- [Work required]: Whenever a line below includes the string "repository", show it.

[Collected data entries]
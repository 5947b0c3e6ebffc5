//! Request handlers for attendance and the student roster
//!
//! Each handler is a stateless translation from a method-tagged request to
//! storage calls and back to a JSON response with CORS headers. The two
//! handlers are independent of each other and share only the storage seam.

pub mod attendance;
pub mod gateway;
pub mod headers;
pub mod request;
pub mod students;

pub use attendance::AttendanceService;
pub use gateway::{invoke, GatewayEvent, GatewayResponse};
pub use request::{Acknowledgement, ErrorBody, RequestHandler, ServiceRequest, ServiceResponse};
pub use students::StudentService;
//! Initiative order: heroes and monsters in a user-arranged list.

use tracing::debug;

use crate::hp_expr::{ExprError, HpInput};
use crate::manual::MonsterRecord;

/// Suggestions offered while typing a monster name.
pub const DEFAULT_SUGGESTIONS: usize = 8;

#[derive(Debug, Clone, Copy, PartialEq, Eq, Hash, PartialOrd, Ord)]
pub struct EntryId(u64);

#[derive(Debug, Clone, Copy, PartialEq, Eq)]
pub enum Kind {
    Hero,
    Monster,
}

impl Kind {
    pub fn label(&self) -> &'static str {
        match self {
            Kind::Hero => "Hero",
            Kind::Monster => "Monster",
        }
    }
}

#[derive(Debug, Clone, PartialEq)]
pub struct Entry {
    pub id: EntryId,
    pub name: String,
    pub kind: Kind,
    /// May go negative for heroes.
    pub hp: i32,
    pub ac: Option<i32>,
}

#[derive(Debug, Clone, Copy, PartialEq, Eq)]
pub enum HpChange {
    Updated { hp: i32 },
    /// A monster dropped to zero or below and left the list.
    Removed,
}

#[derive(Debug, Clone, PartialEq, thiserror::Error)]
pub enum HpError {
    #[error("no combatant with id {0:?}")]
    UnknownEntry(EntryId),
    #[error("invalid hit points: {0}")]
    Invalid(#[from] ExprError),
}

/// Vertical extent of a rendered row, as measured by the host.
#[derive(Debug, Clone, Copy, PartialEq)]
pub struct RowGeometry {
    pub id: EntryId,
    pub top: f64,
    pub height: f64,
}

impl RowGeometry {
    pub fn midpoint(&self) -> f64 {
        self.top + self.height / 2.0
    }
}

/// Row the dragged entry should be inserted before: the first other row
/// whose midpoint lies below the pointer.  `None` means append.
pub fn drop_target(dragged: EntryId, pointer_y: f64, rows: &[RowGeometry]) -> Option<EntryId> {
    rows.iter()
        .filter(|row| row.id != dragged)
        .find(|row| pointer_y < row.midpoint())
        .map(|row| row.id)
}

#[derive(Debug, Default)]
pub struct InitiativeTracker {
    entries: Vec<Entry>,
    next_id: u64,
}

impl InitiativeTracker {
    pub fn new() -> Self {
        Self::default()
    }

    pub fn add(&mut self, name: impl Into<String>, kind: Kind, hp: i32, ac: Option<i32>) -> EntryId {
        let id = EntryId(self.next_id);
        self.next_id += 1;
        self.entries.push(Entry {
            id,
            name: name.into(),
            kind,
            hp,
            ac,
        });
        id
    }

    /// Add a monster using the reference's canonical name, HP and AC.
    pub fn add_from_reference(&mut self, index: &MonsterIndex, name: &str) -> Option<EntryId> {
        let record = index.lookup(name)?;
        let hp = record.hit_points().unwrap_or(0);
        Some(self.add(record.name.clone(), Kind::Monster, hp, record.armor_class()))
    }

    pub fn entries(&self) -> &[Entry] {
        &self.entries
    }

    pub fn get(&self, id: EntryId) -> Option<&Entry> {
        self.entries.iter().find(|e| e.id == id)
    }

    pub fn len(&self) -> usize {
        self.entries.len()
    }

    pub fn is_empty(&self) -> bool {
        self.entries.is_empty()
    }

    fn position(&self, id: EntryId) -> Option<usize> {
        self.entries.iter().position(|e| e.id == id)
    }

    pub fn remove(&mut self, id: EntryId) -> Option<Entry> {
        let idx = self.position(id)?;
        Some(self.entries.remove(idx))
    }

    /// Apply a hit-point field submission.  On error nothing changes.
    pub fn adjust_hp(&mut self, id: EntryId, input: &str) -> Result<HpChange, HpError> {
        let idx = self.position(id).ok_or(HpError::UnknownEntry(id))?;
        let entry = &mut self.entries[idx];
        let hp = HpInput::parse(input)?.apply(entry.hp)?;

        if entry.kind == Kind::Monster && hp <= 0 {
            debug!("{} is down, removing from initiative", entry.name);
            self.entries.remove(idx);
            return Ok(HpChange::Removed);
        }
        entry.hp = hp;
        Ok(HpChange::Updated { hp })
    }

    /// Move `id` before `before`, or to the end when `before` is `None` or
    /// unknown.  Returns false if `id` is not in the list.
    pub fn reorder(&mut self, id: EntryId, before: Option<EntryId>) -> bool {
        if before == Some(id) {
            return self.position(id).is_some();
        }
        let Some(from) = self.position(id) else {
            return false;
        };
        let entry = self.entries.remove(from);
        match before.and_then(|b| self.position(b)) {
            Some(to) => self.entries.insert(to, entry),
            None => self.entries.push(entry),
        }
        true
    }

    /// Drop every monster, keeping heroes in order.  Returns how many left.
    pub fn clear_monsters(&mut self) -> usize {
        let before = self.entries.len();
        self.entries.retain(|e| e.kind == Kind::Hero);
        before - self.entries.len()
    }
}

/// Name lookup over the monster reference for the "add monster" field.
#[derive(Debug, Clone, Default)]
pub struct MonsterIndex {
    records: Vec<MonsterRecord>,
    lowered: Vec<String>,
}

impl MonsterIndex {
    pub fn new(records: Vec<MonsterRecord>) -> Self {
        let lowered = records.iter().map(|r| r.name.to_lowercase()).collect();
        Self { records, lowered }
    }

    pub fn len(&self) -> usize {
        self.records.len()
    }

    pub fn is_empty(&self) -> bool {
        self.records.is_empty()
    }

    /// Prefix matches first, then other substring matches, each group in
    /// dataset order.
    pub fn suggest(&self, query: &str, limit: usize) -> Vec<&MonsterRecord> {
        let query = query.trim().to_lowercase();
        if query.is_empty() || limit == 0 {
            return Vec::new();
        }

        let prefix = self
            .lowered
            .iter()
            .enumerate()
            .filter(|(_, name)| name.starts_with(&query));
        let inner = self
            .lowered
            .iter()
            .enumerate()
            .filter(|(_, name)| !name.starts_with(&query) && name.contains(&query));

        prefix
            .chain(inner)
            .take(limit)
            .map(|(i, _)| &self.records[i])
            .collect()
    }

    /// Exact name match, ignoring case and surrounding whitespace.
    pub fn lookup(&self, name: &str) -> Option<&MonsterRecord> {
        let name = name.trim().to_lowercase();
        self.lowered
            .iter()
            .position(|n| *n == name)
            .map(|i| &self.records[i])
    }
}
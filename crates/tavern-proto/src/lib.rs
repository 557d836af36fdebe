//! Types shared between the tavern daemon and the board widgets.

pub mod config;
pub mod platform;
pub mod protocol;
//! Directory listing behind `GET /tracks`.
//!
//! The audio root may contain `themes/` and `effects/` folders (any casing).
//! A named folder is matched case-insensitively against the real child
//! directories and the returned URLs keep the on-disk casing, so
//! `?subdir=effects` finds `Effects/` and yields `/music/Effects/door.wav`.

use std::path::Path;

use axum::http::StatusCode;
use axum::response::{IntoResponse, Json, Response};
use tavern_proto::protocol::{is_audio_file, ErrorBody, Track};
use tracing::{error, warn};

#[derive(Debug, thiserror::Error)]
pub enum ListingError {
    #[error("music directory not found on server")]
    RootMissing,
    #[error("subdirectory not found")]
    SubdirNotFound,
    #[error("failed to list tracks")]
    Io(#[from] std::io::Error),
}

impl ListingError {
    pub fn status(&self) -> StatusCode {
        match self {
            ListingError::SubdirNotFound => StatusCode::NOT_FOUND,
            ListingError::RootMissing | ListingError::Io(_) => StatusCode::INTERNAL_SERVER_ERROR,
        }
    }
}

impl IntoResponse for ListingError {
    fn into_response(self) -> Response {
        match &self {
            ListingError::Io(e) => error!("Error reading music dir: {}", e),
            ListingError::RootMissing => warn!("Music directory is missing"),
            ListingError::SubdirNotFound => {}
        }
        (self.status(), Json(ErrorBody::new(self.to_string()))).into_response()
    }
}

/// List the audio files of `root`, or of its child folder named `subdir`.
///
/// An empty `subdir` is treated like no subdir at all.  Only regular files
/// with a known audio extension are returned, sorted by name.
pub async fn list_tracks(root: &Path, subdir: Option<&str>) -> Result<Vec<Track>, ListingError> {
    if !tokio::fs::try_exists(root).await.unwrap_or(false) {
        return Err(ListingError::RootMissing);
    }

    let folder = match subdir.filter(|s| !s.is_empty()) {
        Some(requested) => Some(find_child_dir(root, requested).await?),
        None => None,
    };

    let target = match &folder {
        Some(name) => root.join(name),
        None => root.to_path_buf(),
    };

    let mut tracks = Vec::new();
    let mut entries = tokio::fs::read_dir(&target).await?;
    while let Some(entry) = entries.next_entry().await? {
        let path = entry.path();
        if !is_audio_file(&path) {
            continue;
        }
        // Follow symlinks; skip anything that vanished between readdir and stat.
        let is_file = match tokio::fs::metadata(&path).await {
            Ok(meta) => meta.is_file(),
            Err(_) => false,
        };
        if !is_file {
            continue;
        }
        let Some(name) = entry.file_name().to_str().map(str::to_string) else {
            warn!("Skipping non-UTF-8 filename in {:?}", target);
            continue;
        };
        tracks.push(Track::new(folder.as_deref().unwrap_or(""), &name));
    }

    tracks.sort_by(|a, b| a.name.cmp(&b.name));
    Ok(tracks)
}

/// Resolve `requested` to the real name of a child directory of `root`.
async fn find_child_dir(root: &Path, requested: &str) -> Result<String, ListingError> {
    let wanted = requested.to_lowercase();
    let mut entries = tokio::fs::read_dir(root).await?;
    while let Some(entry) = entries.next_entry().await? {
        let Some(name) = entry.file_name().to_str().map(str::to_string) else {
            continue;
        };
        if name.to_lowercase() != wanted {
            continue;
        }
        if tokio::fs::metadata(entry.path())
            .await
            .map(|m| m.is_dir())
            .unwrap_or(false)
        {
            return Ok(name);
        }
    }
    Err(ListingError::SubdirNotFound)
}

- [Written answer]:
repository 5947b0c3e6ebffc5
repository 557d836af36fdebe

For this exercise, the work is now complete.